Likewise, most of us have experienced yawning when we see another person yawning. Or felt tears coming to our eyes when we saw someone weeping– or felt bad when we noticed someone else feeling bad. Maybe for a similar reason, simply smiling can make us feel more like– smiling. Why is that?
In the book Ethical Wisdom: What Makes Us Good, the author, Mark Matousek details how “a newborn baby, barely able to see, can imitate the facial expression of adults within one hour of delivery.” When the child imitates a caregiver, this creates a coupling between the baby’s expressions, its emotions, and the other person. When a baby sees its mother or guardian, it waits for the other to see it. And when she does see him, her, or them, the baby lights up.

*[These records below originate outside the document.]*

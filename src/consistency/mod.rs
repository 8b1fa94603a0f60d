//! Cross-checks the portingdb data files against the known Fedora packages.
//!
//! Every package named in the YAML datasets should exist in `fedora.json`,
//! except records explicitly marked as dropped.

use anyhow::{Context, Result, bail};
use log::debug;
use serde_yaml::Value;
use std::collections::HashSet;
use std::fmt;
use std::path::{Path, PathBuf};

use crate::runtime::Runtime;

pub const FEDORA_JSON: &str = "fedora.json";
pub const UPSTREAM_YAML: &str = "upstream.yaml";
pub const FEDORA_UPDATE_YAML: &str = "fedora-update.yaml";
pub const GROUPS_YAML: &str = "groups.yaml";

/// Default location of the data files, relative to the working directory.
pub const DEFAULT_DATA_DIR: &str = "data";

const DROPPED: &str = "dropped";

/// Names reported for one dataset, in input order.
#[derive(Debug, Clone, PartialEq, Eq)]
pub struct Section {
    pub path: PathBuf,
    pub unknown: Vec<String>,
}

#[derive(Debug, Clone, Default, PartialEq, Eq)]
pub struct ConsistencyReport {
    pub sections: Vec<Section>,
}

impl ConsistencyReport {
    pub fn findings(&self) -> usize {
        self.sections.iter().map(|s| s.unknown.len()).sum()
    }

    pub fn is_clean(&self) -> bool {
        self.findings() == 0
    }
}

impl fmt::Display for ConsistencyReport {
    fn fmt(&self, f: &mut fmt::Formatter<'_>) -> fmt::Result {
        for section in &self.sections {
            writeln!(f, "--- Result for {} ---", section.path.display())?;
            for name in &section.unknown {
                writeln!(f, "{}", name)?;
            }
        }
        Ok(())
    }
}

/// Known package names: the keys of a JSON object, or the strings of an array.
pub fn parse_reference(text: &str) -> Result<HashSet<String>> {
    let value: serde_json::Value = serde_json::from_str(text)?;
    match value {
        serde_json::Value::Object(map) => Ok(map.into_iter().map(|(k, _)| k).collect()),
        serde_json::Value::Array(items) => Ok(items
            .into_iter()
            .filter_map(|item| item.as_str().map(String::from))
            .collect()),
        other => bail!("Expected an object or an array of package names, got {}", other),
    }
}

fn key_name(key: &Value) -> Option<String> {
    match key {
        Value::String(s) => Some(s.clone()),
        Value::Number(n) => Some(n.to_string()),
        Value::Bool(b) => Some(b.to_string()),
        _ => None,
    }
}

/// Keys of a name → record mapping that are unknown and not dropped.
pub fn compare_keys(data: &Value, reference: &HashSet<String>) -> Result<Vec<String>> {
    let mapping = match data {
        Value::Null => return Ok(Vec::new()),
        Value::Mapping(m) => m,
        _ => bail!("Expected a mapping of package records"),
    };

    let mut unknown = Vec::new();
    for (key, record) in mapping {
        let Some(name) = key_name(key) else {
            debug!("Skipping non-scalar key {:?}", key);
            continue;
        };
        let dropped = record.get("status").and_then(Value::as_str) == Some(DROPPED);
        if !dropped && !reference.contains(&name) {
            unknown.push(name);
        }
    }
    Ok(unknown)
}

/// Group members that are unknown.
pub fn check_groups(data: &Value, reference: &HashSet<String>) -> Result<Vec<String>> {
    let groups = match data {
        Value::Null => return Ok(Vec::new()),
        Value::Mapping(m) => m,
        _ => bail!("Expected a mapping of groups"),
    };

    let mut unknown = Vec::new();
    for (group, body) in groups {
        let packages = match body.get("packages") {
            Some(Value::Sequence(packages)) => packages,
            Some(Value::Null) | None => {
                debug!("Group {:?} lists no packages", group);
                continue;
            }
            Some(_) => bail!("Packages of group {:?} are not a list", group),
        };
        for package in packages.iter().filter_map(key_name) {
            if !reference.contains(&package) {
                unknown.push(package);
            }
        }
    }
    Ok(unknown)
}

fn load_yaml<R: Runtime>(runtime: &R, path: &Path) -> Result<Value> {
    let text = runtime
        .read_to_string(path)
        .with_context(|| format!("Failed to read {:?}", path))?;
    serde_yaml::from_str(&text).with_context(|| format!("Failed to parse {:?}", path))
}

/// Check the datasets of `data_dir`: the keyed ones first, then the groups.
#[tracing::instrument(skip(runtime))]
pub fn check_data_dir<R: Runtime>(runtime: &R, data_dir: &Path) -> Result<ConsistencyReport> {
    let reference_path = data_dir.join(FEDORA_JSON);
    let reference_text = runtime
        .read_to_string(&reference_path)
        .with_context(|| format!("Failed to read {:?}", reference_path))?;
    let reference = parse_reference(&reference_text)
        .with_context(|| format!("Failed to parse {:?}", reference_path))?;
    debug!("{} known packages", reference.len());

    let mut report = ConsistencyReport::default();
    for name in [UPSTREAM_YAML, FEDORA_UPDATE_YAML] {
        let path = data_dir.join(name);
        let data = load_yaml(runtime, &path)?;
        let unknown = compare_keys(&data, &reference).with_context(|| format!("In {:?}", path))?;
        report.sections.push(Section { path, unknown });
    }

    let path = data_dir.join(GROUPS_YAML);
    let data = load_yaml(runtime, &path)?;
    let unknown = check_groups(&data, &reference).with_context(|| format!("In {:?}", path))?;
    report.sections.push(Section { path, unknown });

    Ok(report)
}
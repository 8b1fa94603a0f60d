use std::fmt;

use super::error::WorkflowError;

/// What happened to one package.
#[derive(Debug, Clone, PartialEq, Eq)]
pub enum Outcome {
    /// Has a long-term branch; left alone.
    Ineligible,
    Failed(WorkflowError),
    Fixed(FixedPackage),
}

#[derive(Debug, Clone, Default, PartialEq, Eq)]
pub struct FixedPackage {
    pub scratch_build: Option<String>,
    pub pull_request: Option<String>,
}

impl FixedPackage {
    /// `pull request <url>, scratch build <url>`, or `None` without links.
    pub fn links(&self) -> Option<String> {
        let links: Vec<String> = [
            ("pull request", &self.pull_request),
            ("scratch build", &self.scratch_build),
        ]
        .into_iter()
        .filter_map(|(label, link)| link.as_ref().map(|url| format!("{} {}", label, url)))
        .collect();
        (!links.is_empty()).then(|| links.join(", "))
    }
}

/// Package names by outcome, in processing order.
#[derive(Debug, Clone, Default, PartialEq, Eq)]
pub struct Report {
    pub ineligible: Vec<String>,
    pub failed: Vec<String>,
    pub fixed: Vec<String>,
    /// Links of the fixed packages that have any, by package name.
    pub links: Vec<(String, String)>,
}

impl Report {
    pub fn record(&mut self, package: &str, outcome: &Outcome) {
        let list = match outcome {
            Outcome::Ineligible => &mut self.ineligible,
            Outcome::Failed(_) => &mut self.failed,
            Outcome::Fixed(fixed) => {
                if let Some(links) = fixed.links() {
                    self.links.push((package.to_string(), links));
                }
                &mut self.fixed
            }
        };
        list.push(package.to_string());
    }

    pub fn total(&self) -> usize {
        self.ineligible.len() + self.failed.len() + self.fixed.len()
    }

    pub fn summary(&self) -> String {
        format!(
            "{} processed: {} fixed, {} failed, {} ineligible",
            self.total(),
            self.fixed.len(),
            self.failed.len(),
            self.ineligible.len()
        )
    }
}

impl fmt::Display for Report {
    fn fmt(&self, f: &mut fmt::Formatter<'_>) -> fmt::Result {
        writeln!(f, "Packages that have EPEL branches: {:?}", self.ineligible)?;
        writeln!(f, "Packages that failed: {:?}", self.failed)?;
        writeln!(f, "Packages that were fixed: {:?}", self.fixed)?;
        for (package, links) in &self.links {
            writeln!(f, "  {}: {}", package, links)?;
        }
        write!(f, "{}", self.summary())
    }
}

Science fascinates me. Or maybe it’s the ability to closely study reality and recognize patterns and connections underlying what drives us to do what we do or feel what we feel. It can help us perceive the universe more “objectively,” meaning relatively free from the enclosure of ego, or without too many of our biases and personal stories getting in the way.
When I was teaching Psychological Literature for high school students, we read chapters in books by neuroscientist V. S Ramachandran, especially The Tell-Tale Brain: A Neuroscientist’s Quest for What Makes Us Human. This book exemplified what I loved about science. It talked about so many topics that expanded our imagination and understanding of our humanity. It introduced us to imposter’s or Capgras syndrome, where we look at a person we know well, like our spouse or parent, and experience them as a stranger. Or synesthesia, which is when we blend our senses, so we might taste colors, see sounds, or hear shapes.
Students both loved the reading and yet had trouble believing the power of our brain to both expand our sense of ourselves or distort how we experienced the world.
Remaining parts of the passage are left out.